A rootkit was considered to be detected if the security software located its files, registry keys, processes or traces of its presence on the system (hooking API functions). A rootkit was considered to be neutralized if its system activity was completely eliminated by the security software.

Testing steps:

  1. Virtual machine was infected (activation of the malicious program);
  2. Verification that the virus has been successfully installed and is active;
  3. Multiple reboot of the infected system;
  4. Installation (launch) of the antivirus/anti-rootkit program to be tested and attempt to disinfect the system;
  5. Analysis of rootkit activity after antivirus/anti-rootkit clean-up.

A dedicated clean virtual machine was used for each selected malicious program sample (step 1). After launching the antivirus or anti-rootkit program and performing the disinfection, the virtual machine was restored to its initial state at step 3.

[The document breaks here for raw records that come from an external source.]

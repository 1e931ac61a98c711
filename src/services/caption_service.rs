use chrono::Utc;

use crate::captions::classifier;
use crate::captions::templates::{self, Category};
use crate::dto::caption_dto::{CaptionMetadata, CaptionRequest, CaptionResponse, CaptionSet};
use crate::error::{Error, Result};
use crate::services::exif_service::{ExifService, ImageInsights};
use crate::services::vision_service::{VisionAnalysis, VisionService};

const X_CHAR_BUDGET: usize = 250;
const X_HASHTAG_COUNT: usize = 2;
const LINKEDIN_PROMPT: &str = "What do you think? Share it in the comments 👇";

/// Produces the three per-destination captions for an image, either from the
/// template library or from the vision model, enriched with whatever EXIF
/// the image still carries.
#[derive(Clone)]
pub struct CaptionService {
    exif: ExifService,
    vision: VisionService,
}

impl CaptionService {
    pub fn new(exif: ExifService, vision: VisionService) -> Self {
        Self { exif, vision }
    }

    /// AI failures never fail the request: the response falls back to a
    /// template render and says so in `error`.
    pub async fn generate(&self, request: &CaptionRequest) -> Result<CaptionResponse> {
        let insights = self.exif.inspect(&request.image_url).await;
        let platform = normalize_platform(request.platform.as_deref());

        if request.use_ai {
            match self
                .vision
                .describe(&request.image_url, request.file_name.as_deref())
                .await
            {
                Ok(analysis) if !analysis.main_caption.trim().is_empty() => {
                    return Ok(self.render_ai(request, &insights, &analysis, platform));
                }
                Ok(_) => {
                    tracing::warn!("vision model returned an empty caption, using a template");
                    let mut response = self.render_template(request, &insights, platform);
                    response.error =
                        Some("AI returned an empty caption. Using a template instead.".to_string());
                    return Ok(response);
                }
                Err(err) => {
                    tracing::warn!("AI caption generation failed, using a template: {}", err);
                    let mut response = self.render_template(request, &insights, platform);
                    response.error = Some(ai_failure_message(&err));
                    return Ok(response);
                }
            }
        }

        Ok(self.render_template(request, &insights, platform))
    }

    fn render_template(
        &self,
        request: &CaptionRequest,
        insights: &ImageInsights,
        platform: &str,
    ) -> CaptionResponse {
        let category = match request.category.as_deref().and_then(Category::parse) {
            Some(forced) => forced,
            None => classifier::classify(request.file_name.as_deref()).category,
        };
        let mut values = classifier::placeholders_for(category, request.file_name.as_deref());

        let now = Utc::now();
        let config = crate::config::get_config();
        values.insert(
            "DATE".to_string(),
            insights
                .captured_on
                .clone()
                .unwrap_or_else(|| now.format("%B %-d, %Y").to_string()),
        );
        values.insert("MONTH".to_string(), now.format("%B").to_string());
        values.insert("YEAR".to_string(), now.format("%Y").to_string());
        values.insert("BRAND".to_string(), config.brand_name.clone());

        let template = templates::first_for_category(category);
        let telegram_body = templates::fill_template(template.telegram, &values);
        let x_body = templates::fill_template(template.x, &values);
        let linkedin_body = templates::fill_template(template.linkedin, &values);

        CaptionResponse {
            captions: CaptionSet {
                telegram: assemble_full(&telegram_body, insights, template.hashtags),
                x: assemble_x(&x_body, template.hashtags),
                // Template linkedin variants already end on their own
                // engagement line, so no extra prompt here.
                linkedin: assemble_linkedin(&linkedin_body, None, insights, template.hashtags),
            },
            active_platform: platform.to_string(),
            ai_generated: false,
            alt_text: alt_text(request.file_name.as_deref()),
            metadata: CaptionMetadata {
                category: category.as_str().to_string(),
                template_id: Some(template.id.to_string()),
                captured_on: insights.captured_on.clone(),
                camera: insights.camera.clone(),
                location: insights.location.clone(),
            },
            error: None,
        }
    }

    fn render_ai(
        &self,
        request: &CaptionRequest,
        insights: &ImageInsights,
        analysis: &VisionAnalysis,
        platform: &str,
    ) -> CaptionResponse {
        let category = classifier::classify(request.file_name.as_deref()).category;

        let mut body = analysis.main_caption.trim().to_string();
        let cta = analysis.cta.trim();
        if !cta.is_empty() {
            body.push_str("\n\n");
            body.push_str(cta);
        }

        let config = crate::config::get_config();
        let brand_tag = brand_hashtag(&config.brand_name);
        let tags = ["#content", "#marketing", "#branding", brand_tag.as_str()];

        CaptionResponse {
            captions: CaptionSet {
                telegram: assemble_full(&body, insights, &tags),
                x: assemble_x(&body, &tags),
                linkedin: assemble_linkedin(&body, Some(LINKEDIN_PROMPT), insights, &tags),
            },
            active_platform: platform.to_string(),
            ai_generated: true,
            alt_text: alt_text(request.file_name.as_deref()),
            metadata: CaptionMetadata {
                category: category.as_str().to_string(),
                template_id: None,
                captured_on: insights.captured_on.clone(),
                camera: insights.camera.clone(),
                location: insights.location.clone(),
            },
            error: None,
        }
    }
}

fn ai_failure_message(err: &Error) -> String {
    match err {
        Error::Config(_) => {
            "AI captions require an OpenAI API key. Using a template instead.".to_string()
        }
        _ => "AI caption generation failed. Using a template instead.".to_string(),
    }
}

fn normalize_platform(platform: Option<&str>) -> &'static str {
    match platform.map(|p| p.trim().to_lowercase()).as_deref() {
        Some("x") | Some("twitter") => "x",
        Some("linkedin") => "linkedin",
        _ => "telegram",
    }
}

fn alt_text(file_name: Option<&str>) -> String {
    file_name
        .map(classifier::humanize_file_name)
        .filter(|t| !t.is_empty())
        .unwrap_or_else(|| "Social media post image".to_string())
}

fn insight_lines(insights: &ImageInsights) -> Vec<String> {
    let mut lines = Vec::new();
    if let Some(date) = &insights.captured_on {
        lines.push(format!("📅 {}", date));
    }
    if let Some(camera) = &insights.camera {
        lines.push(format!("📷 Shot on {}", camera));
    }
    if let Some(location) = &insights.location {
        lines.push(format!("📍 {}", location));
    }
    lines
}

/// Telegram gets the whole thing: body, EXIF lines, every hashtag.
fn assemble_full(body: &str, insights: &ImageInsights, hashtags: &[&str]) -> String {
    let mut parts = vec![body.to_string()];
    let lines = insight_lines(insights);
    if !lines.is_empty() {
        parts.push(lines.join("\n"));
    }
    if !hashtags.is_empty() {
        parts.push(hashtags.join(" "));
    }
    parts.join("\n\n")
}

/// X gets a clipped body and at most two hashtags.
fn assemble_x(body: &str, hashtags: &[&str]) -> String {
    let mut out = truncate_chars(body, X_CHAR_BUDGET);
    let tags: Vec<&str> = hashtags.iter().take(X_HASHTAG_COUNT).copied().collect();
    if !tags.is_empty() {
        out.push_str("\n\n");
        out.push_str(&tags.join(" "));
    }
    out
}

fn assemble_linkedin(
    body: &str,
    prompt: Option<&str>,
    insights: &ImageInsights,
    hashtags: &[&str],
) -> String {
    let mut parts = vec![body.to_string()];
    match (&insights.captured_on, &insights.camera) {
        (Some(date), Some(camera)) => {
            parts.push(format!("Captured on {} with a {}", date, camera))
        }
        (Some(date), None) => parts.push(format!("Captured on {}", date)),
        (None, Some(camera)) => parts.push(format!("Shot on a {}", camera)),
        (None, None) => {}
    }
    if let Some(prompt) = prompt {
        parts.push(prompt.to_string());
    }
    if !hashtags.is_empty() {
        parts.push(hashtags.join(" "));
    }
    parts.join("\n\n")
}

/// Cuts on a character boundary and spends three of the budget on the
/// ellipsis, so the result never exceeds `limit` characters.
fn truncate_chars(text: &str, limit: usize) -> String {
    if text.chars().count() <= limit {
        return text.to_string();
    }
    let cut: String = text.chars().take(limit.saturating_sub(3)).collect();
    format!("{}...", cut)
}

fn brand_hashtag(brand: &str) -> String {
    let cleaned: String = brand
        .chars()
        .filter(|c| c.is_alphanumeric())
        .collect::<String>()
        .to_lowercase();
    if cleaned.is_empty() {
        "#content".to_string()
    } else {
        format!("#{}", cleaned)
    }
}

Testing steps with proof-of-concept rootkits:

  1. Installation of antivirus or anti-rootkit program and system reboot.
  2. Launch of proof-of-concept rootkit, selection of object to be masked if necessary. If the antivirus or anti-rootkit program is equipped with HIPS, then the ‘permit action’ option is selected to install the rootkit on the system, or actions are taken to hide the installation.
  3. System scan to detect rootkit objects.
  4. Results recorded (only the detection of a hidden process and/or file).

A dedicated clean virtual machine was used for each antivirus or anti-rootkit program (step 1). After the installation of a proof-of-concept rootkit and scanning, the machine was restored to its initial state.